Neues soziales Zentrum im alten Schulpavillon

Umsonst-Laden und viel Platz zum Diskutieren

»Was ist denn heute in meiner alten Schule los«, meint die junge Frau, als sie die vielen Menschen sah, die am Samstagabend vor dem Eingang des Geländes der Ohlauer Straße 12 in stehen. Wo bis vor einigen Jahren die Gerhard-Hauptmann-Schule ihr Domizil hatte, wird die Eröffnung eines neuen sozialen Zentrums gefeiert. Neben Veranstaltungen gibt es auch Filmvorführungen und Konzerte.
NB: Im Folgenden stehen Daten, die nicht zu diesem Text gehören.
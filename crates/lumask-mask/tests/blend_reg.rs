//! End-to-end regression tests for blend-mask generation
//!
//! - rgb_luminance
//! - find_contrast_threshold
//! - build_blend_mask

use std::sync::Arc;

use lumask_core::FloatImage;
use lumask_filter::FftContext;
use lumask_mask::{build_blend_mask, find_contrast_threshold, rgb_luminance};
use rand::rngs::StdRng;
use rand::{Rng, SeedableRng};

const REC709: [f32; 3] = [0.2126, 0.7152, 0.0722];

fn ctx() -> Arc<FftContext> {
    Arc::new(FftContext::new())
}

/// Three channel planes of a well-exposed scene with sensor-like noise
fn noisy_channels(width: u32, height: u32, seed: u64) -> (FloatImage, FloatImage, FloatImage) {
    let mut rng = StdRng::seed_from_u64(seed);
    let n = (width * height) as usize;
    let mut make = |base: f32| {
        let data = (0..n).map(|_| base + rng.gen_range(-150.0..150.0)).collect();
        FloatImage::from_data(width, height, data).unwrap()
    };
    (make(6000.0), make(7000.0), make(4000.0))
}

#[test]
fn test_pipeline_luminance_to_mask() {
    let (r, g, b) = noisy_channels(160, 160, 41);
    let ctx = ctx();

    let lum = rgb_luminance(&r, &g, &b, REC709, false).unwrap();
    assert_eq!(lum.dimensions(), (160, 160));

    let amount = 0.75;
    let (mask, threshold) =
        build_blend_mask(&lum, 0.0, amount, true, 2.0, 1.0, &ctx, false).unwrap();

    assert!(
        threshold > 0.0 && threshold <= 0.99,
        "threshold {threshold} out of range"
    );
    assert_eq!(mask.dimensions(), lum.dimensions());
    for &v in mask.data() {
        assert!(
            (-1e-3..=amount + 1e-3).contains(&v),
            "mask value {v} outside [0, {amount}]"
        );
    }
}

#[test]
fn test_pipeline_deterministic() {
    let (r, g, b) = noisy_channels(160, 120, 43);
    let ctx = ctx();
    let lum = rgb_luminance(&r, &g, &b, REC709, false).unwrap();

    let (mask_a, t_a) = build_blend_mask(&lum, 0.0, 0.6, true, 2.0, 1.0, &ctx, false).unwrap();
    let (mask_b, t_b) = build_blend_mask(&lum, 0.0, 0.6, true, 2.0, 1.0, &ctx, false).unwrap();

    assert_eq!(t_a, t_b);
    assert_eq!(mask_a.data(), mask_b.data());
}

#[test]
fn test_lower_threshold_blends_harder() {
    // The sigmoid is monotonic in contrast / threshold, so halving the
    // threshold can only raise the mask on a textured image.
    let (r, g, b) = noisy_channels(120, 120, 47);
    let ctx = ctx();
    let lum = rgb_luminance(&r, &g, &b, REC709, false).unwrap();

    let (strong, _) = build_blend_mask(&lum, 0.05, 1.0, false, 2.0, 1.0, &ctx, false).unwrap();
    let (weak, _) = build_blend_mask(&lum, 0.5, 1.0, false, 2.0, 1.0, &ctx, false).unwrap();

    let mean = |m: &FloatImage| m.data().iter().map(|&v| v as f64).sum::<f64>();
    assert!(mean(&strong) > mean(&weak));
}

#[test]
fn test_amount_scales_mask_linearly() {
    // Every stage after the sigmoid is linear, so the amount is a pure
    // scale factor on the mask.
    let (r, g, b) = noisy_channels(120, 120, 53);
    let ctx = ctx();
    let lum = rgb_luminance(&r, &g, &b, REC709, false).unwrap();

    let (full, t_full) = build_blend_mask(&lum, 0.1, 1.0, false, 2.0, 1.0, &ctx, false).unwrap();
    let (half, t_half) = build_blend_mask(&lum, 0.1, 0.5, false, 2.0, 1.0, &ctx, false).unwrap();

    assert_eq!(t_full, t_half);
    for (a, b) in full.data().iter().zip(half.data()) {
        assert!((a * 0.5 - b).abs() < 1e-4, "scaling broken: {a} vs {b}");
    }
}

#[test]
fn test_threshold_search_standalone_agrees() {
    let (r, g, b) = noisy_channels(160, 160, 59);
    let lum = rgb_luminance(&r, &g, &b, REC709, false).unwrap();

    let direct = find_contrast_threshold(&lum, 1.0, false);
    let (_, via_mask) = build_blend_mask(&lum, 0.0, 0.5, true, 2.0, 1.0, &ctx(), false).unwrap();
    assert_eq!(direct, via_mask);
}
Benannt ist das Zentrum nach Irving Zola, einem Aktivisten der Behindertenbewegung in den USA. Die Namensgebung ist Programm. »Hier soll ein barrierefreier Raum entstehen, den auch Rollstuhlfahrer ohne fremde Hilfe nutzen können«, meint Michael, einer der Aktivisten des sozialen Zentrums. Schließlich ist der ehemalige Schulpavillon ebenerdig und hat keinerlei Treppen.

Ende vergangenen Jahres ist das Areal in der Ohlauer Straße besetzt worden. In dem mehrstöckigen Hauptgebäude der ehemaligen Schule haben Flüchtlinge, die seit mehreren Monaten in Berlin gegen ihre Lebensbedingungen in Deutschland protestieren, in den Wintermonaten ein Domizil gefunden. In dem Pavillon wurde ein Umsonst-Laden eingerichtet, in dem Kleidung und Haushaltsgegenstände kostenfrei angeboten werden. In den drei weiteren Räumen befinden sich Sofas, Tische und Stühle. Es soll als Treffpunkt für Initiativen aus der Nachbarschaft dienen.

»Wir haben schon seit Jahren für ein soziales Zentrum hier im Kiez gekämpft«, meine Vera. Sie erinnert daran, dass vor fast zehn Jahren ganz in der Nähe von Aktivsten des Berliner Sozialforums eine leerstehende Kita besetzt wurde. Auch sie wollten dort ein Stadtteilzentrum einrichten. Nach wochenlangen Verhandlungen scheiterte das Projekt am Veto des damaligen Innensenators Erhardt Körting.

»Mittlerweile gibt es in Kreuzberg mehrere selbstorganisierte Räume«, freut sich Vera. Sie verweist auf das von Flüchtlingen aus ganz Deutschland errichtete Zeltdorf am Oranienplatz und die Protesthütte gegen hohe Mieten am Kottbuser Tor. »Auch das Irving-Zola-Zentrum soll ein Ort werden, wo sich die Anwohner treffen und für ihre Interessen einsetzen«, betont Michael.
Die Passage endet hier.